1982年、1983年と、西武ライオンズの日本一に大きく貢献した、田淵幸一(たぶち こういち)さんは、1984年も、4月には、リーグトップの27打点を記録したそうですが(打率2割8分6厘、5本塁打)、2年前から症状が出始めていた花粉症がひどくなっていたそうで、ゴールデンウィーク明けには、花粉症の症状は緩和したものの、今度は体が動かなくなり、スタンド中段まで行ったと思った打球がフェンス際で失速するようになり、引退を考えるようになったそうです。
「田淵幸一は巨人との日本シリーズで江川卓と西本聖からホームランしていた!」からの続き
ひどい花粉症に見舞われていた
田淵さんは、阪神入団2年目にコーチの藤井勇さんに土台を作ってもらい、6年目に山内一弘さんから内角打ちを教わったそうですが、1984年、アメリカ・アリゾナ州メサで行われた1次キャンプでは、ついに、理想の形でバッティング出来るようになり、打撃を極めた気がしたそうで、
1984年3月10日、松山で行われた広島とのオープン戦で、左腕・川口和久投手が投げた、内角低め地上スレスレに曲がり落ちるカーブをレフト席に運び、我ながら芸術的な一発だなと思いながら眺めていたそうです。
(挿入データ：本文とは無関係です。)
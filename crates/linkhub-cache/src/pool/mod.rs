//! Cache backends
//!
//! `CacheBackend` abstracts the key-value store; Redis is the production
//! implementation and `MemoryCache` serves tests.

mod backend;
mod memory;
mod redis_pool;

pub use backend::CacheBackend;
pub use memory::MemoryCache;
pub use redis_pool::{RedisPool, RedisPoolConfig};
しかし、その直後、鼻水が止まらなくなるほか、のどが痛くなり、目がチカチカとするなど、花粉症の症状に見舞われたそうで、
実は、田淵さんは、その2年前から花粉症の症状が出るようになっていたそうで、この年は特にひどく、所沢に帰ってから5日間静養し、開幕にはなんとか間に合ったものの、試合直前まで、ロッカーで横になる、という状態だったのだそうです。
打球がフェンス際で失速するようになる
それでも、4月は、打率2割8分6厘、5本塁打、27打点(リーグトップ)と好調をキープしていたのですが、ゴールデンウィーク明けには、花粉症の症状は緩和したものの、今度は体が動かなくなり、スタンド中段まで行ったと思った打球がフェンス際で失速するようになったそうで、
(頭には知らないうちに10円玉大のハゲができていたそうです(円形脱毛症))
6月には、スタメンをはずれることが多くなったそうで、引退を考えるようになったのだそうです。
甲子園でのオールスターで張り詰めていた糸がプツンと音を立てて切れていた
そんな中、田淵さんは、監督推薦でオールスターゲームに選ばれたそうですが、後楽園での第1戦では、代打で1打席だけ立つと、ピッチャーゴロに倒れるも、
第2戦の甲子園球場では、ホームラン競争に出場し、懐かしい声援を受けながら、10スイング中6本をスタンドインさせたそうで、
9回には、投手の東尾修さんに打順が回ってきたため、代打の準備をしていたそうですが・・・
パ・リーグ広岡達朗監督は動かず、東尾さんがそのまま打席に入ったそうで、その瞬間、田淵さんの中で、張り詰めていた糸がプツンと音を立てて切れたのだそうです。